● **Directions for this task**: In the data below, find each line containing the string "clone" and return it.

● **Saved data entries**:
________
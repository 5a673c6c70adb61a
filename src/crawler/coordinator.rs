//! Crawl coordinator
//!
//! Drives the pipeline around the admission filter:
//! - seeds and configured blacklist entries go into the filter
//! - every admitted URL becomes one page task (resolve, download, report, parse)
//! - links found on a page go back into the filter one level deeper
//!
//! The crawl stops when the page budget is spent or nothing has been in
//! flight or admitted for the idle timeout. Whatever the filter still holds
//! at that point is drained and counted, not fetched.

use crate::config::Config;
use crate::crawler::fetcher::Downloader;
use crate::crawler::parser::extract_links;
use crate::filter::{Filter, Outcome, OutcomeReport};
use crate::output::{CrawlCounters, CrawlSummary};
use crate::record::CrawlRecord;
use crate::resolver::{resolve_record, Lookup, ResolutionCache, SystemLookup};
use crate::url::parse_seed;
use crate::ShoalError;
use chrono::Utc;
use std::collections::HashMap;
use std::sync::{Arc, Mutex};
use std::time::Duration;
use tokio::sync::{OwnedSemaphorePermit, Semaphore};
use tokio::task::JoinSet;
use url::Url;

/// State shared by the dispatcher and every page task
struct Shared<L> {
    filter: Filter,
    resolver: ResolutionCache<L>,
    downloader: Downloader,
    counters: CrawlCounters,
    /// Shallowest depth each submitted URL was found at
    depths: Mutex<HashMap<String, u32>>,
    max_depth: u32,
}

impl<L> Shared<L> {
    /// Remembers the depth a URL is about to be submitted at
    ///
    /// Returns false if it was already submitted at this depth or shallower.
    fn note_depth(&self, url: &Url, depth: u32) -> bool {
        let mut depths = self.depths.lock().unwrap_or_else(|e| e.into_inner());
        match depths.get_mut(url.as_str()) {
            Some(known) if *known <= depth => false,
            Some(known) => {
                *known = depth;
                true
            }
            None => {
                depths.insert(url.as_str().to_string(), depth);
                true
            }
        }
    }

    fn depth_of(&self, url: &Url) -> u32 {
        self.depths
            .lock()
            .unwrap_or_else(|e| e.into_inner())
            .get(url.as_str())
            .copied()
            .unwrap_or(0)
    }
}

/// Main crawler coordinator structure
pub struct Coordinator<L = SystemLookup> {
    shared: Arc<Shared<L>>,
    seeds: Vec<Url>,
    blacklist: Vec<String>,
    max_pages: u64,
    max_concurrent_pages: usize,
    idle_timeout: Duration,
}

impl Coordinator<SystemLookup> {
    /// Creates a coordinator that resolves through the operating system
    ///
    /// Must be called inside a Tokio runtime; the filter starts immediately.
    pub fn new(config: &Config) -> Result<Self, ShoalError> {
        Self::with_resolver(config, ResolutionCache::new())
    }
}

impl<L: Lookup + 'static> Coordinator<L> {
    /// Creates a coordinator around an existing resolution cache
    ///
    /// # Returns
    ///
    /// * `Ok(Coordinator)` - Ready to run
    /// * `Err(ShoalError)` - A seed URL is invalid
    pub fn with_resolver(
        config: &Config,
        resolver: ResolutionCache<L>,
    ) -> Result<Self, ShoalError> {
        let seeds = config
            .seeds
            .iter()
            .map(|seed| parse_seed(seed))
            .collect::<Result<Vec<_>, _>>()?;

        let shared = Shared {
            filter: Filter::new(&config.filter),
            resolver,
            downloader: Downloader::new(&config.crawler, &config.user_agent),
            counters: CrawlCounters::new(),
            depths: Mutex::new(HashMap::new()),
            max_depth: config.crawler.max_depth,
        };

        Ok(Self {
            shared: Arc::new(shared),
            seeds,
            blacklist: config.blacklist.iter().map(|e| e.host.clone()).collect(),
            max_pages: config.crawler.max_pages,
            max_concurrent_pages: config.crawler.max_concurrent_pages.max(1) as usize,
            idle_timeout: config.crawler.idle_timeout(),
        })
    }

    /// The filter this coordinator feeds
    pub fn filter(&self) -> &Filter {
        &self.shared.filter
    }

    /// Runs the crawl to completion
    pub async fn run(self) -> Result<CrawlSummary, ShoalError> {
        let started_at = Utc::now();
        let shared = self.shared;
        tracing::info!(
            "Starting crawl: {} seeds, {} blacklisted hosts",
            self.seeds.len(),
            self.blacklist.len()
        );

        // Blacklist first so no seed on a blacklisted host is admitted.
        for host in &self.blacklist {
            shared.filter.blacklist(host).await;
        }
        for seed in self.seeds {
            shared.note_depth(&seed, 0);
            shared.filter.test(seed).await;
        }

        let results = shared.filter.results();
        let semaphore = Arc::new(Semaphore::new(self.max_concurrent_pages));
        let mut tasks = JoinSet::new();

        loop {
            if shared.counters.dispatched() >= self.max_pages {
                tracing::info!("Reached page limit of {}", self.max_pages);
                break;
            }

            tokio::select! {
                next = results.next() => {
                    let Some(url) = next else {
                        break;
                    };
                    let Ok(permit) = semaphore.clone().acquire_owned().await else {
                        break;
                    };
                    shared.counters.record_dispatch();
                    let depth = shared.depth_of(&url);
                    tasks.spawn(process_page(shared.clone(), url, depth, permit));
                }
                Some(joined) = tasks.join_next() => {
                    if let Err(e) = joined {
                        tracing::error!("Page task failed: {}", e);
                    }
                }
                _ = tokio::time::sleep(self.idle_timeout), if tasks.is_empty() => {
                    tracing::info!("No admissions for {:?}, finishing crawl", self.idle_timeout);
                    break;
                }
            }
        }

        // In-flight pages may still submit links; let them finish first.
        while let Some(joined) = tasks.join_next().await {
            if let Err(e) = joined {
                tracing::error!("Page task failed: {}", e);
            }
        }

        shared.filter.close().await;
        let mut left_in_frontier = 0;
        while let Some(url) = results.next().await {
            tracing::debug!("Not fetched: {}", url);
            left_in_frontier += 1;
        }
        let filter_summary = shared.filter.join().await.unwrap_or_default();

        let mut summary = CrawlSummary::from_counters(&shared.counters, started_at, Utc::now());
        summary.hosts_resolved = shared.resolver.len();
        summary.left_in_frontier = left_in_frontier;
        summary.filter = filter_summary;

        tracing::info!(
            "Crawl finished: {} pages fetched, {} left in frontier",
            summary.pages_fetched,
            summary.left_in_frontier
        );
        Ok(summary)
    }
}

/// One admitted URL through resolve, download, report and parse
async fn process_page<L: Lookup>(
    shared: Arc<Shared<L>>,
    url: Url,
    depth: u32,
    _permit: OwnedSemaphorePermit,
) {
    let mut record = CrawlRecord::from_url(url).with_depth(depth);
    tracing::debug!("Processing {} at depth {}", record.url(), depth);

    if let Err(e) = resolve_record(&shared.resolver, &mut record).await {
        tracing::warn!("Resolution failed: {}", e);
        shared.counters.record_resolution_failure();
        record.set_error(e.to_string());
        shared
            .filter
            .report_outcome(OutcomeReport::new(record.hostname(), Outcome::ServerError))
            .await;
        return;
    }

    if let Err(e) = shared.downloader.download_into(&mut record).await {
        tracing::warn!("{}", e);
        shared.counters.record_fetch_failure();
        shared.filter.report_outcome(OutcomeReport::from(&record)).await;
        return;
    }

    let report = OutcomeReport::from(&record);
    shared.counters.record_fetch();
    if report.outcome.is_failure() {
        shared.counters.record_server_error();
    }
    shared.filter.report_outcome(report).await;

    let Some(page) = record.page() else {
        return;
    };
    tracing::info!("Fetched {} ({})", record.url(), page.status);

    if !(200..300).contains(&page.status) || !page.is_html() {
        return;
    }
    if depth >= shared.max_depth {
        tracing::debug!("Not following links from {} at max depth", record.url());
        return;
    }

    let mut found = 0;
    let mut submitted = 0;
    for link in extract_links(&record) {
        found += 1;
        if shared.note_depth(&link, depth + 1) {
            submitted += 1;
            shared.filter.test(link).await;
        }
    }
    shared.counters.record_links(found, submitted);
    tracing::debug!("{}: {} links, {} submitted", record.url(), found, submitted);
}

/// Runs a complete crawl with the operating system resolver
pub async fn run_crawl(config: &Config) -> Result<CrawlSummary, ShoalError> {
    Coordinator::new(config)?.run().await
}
________
● **Task answer**:
            blacklist: config.blacklist.iter().map(|e| e.host.clone()).collect(),
                    let Ok(permit) = semaphore.clone().acquire_owned().await else {
                    tasks.spawn(process_page(shared.clone(), url, depth, permit));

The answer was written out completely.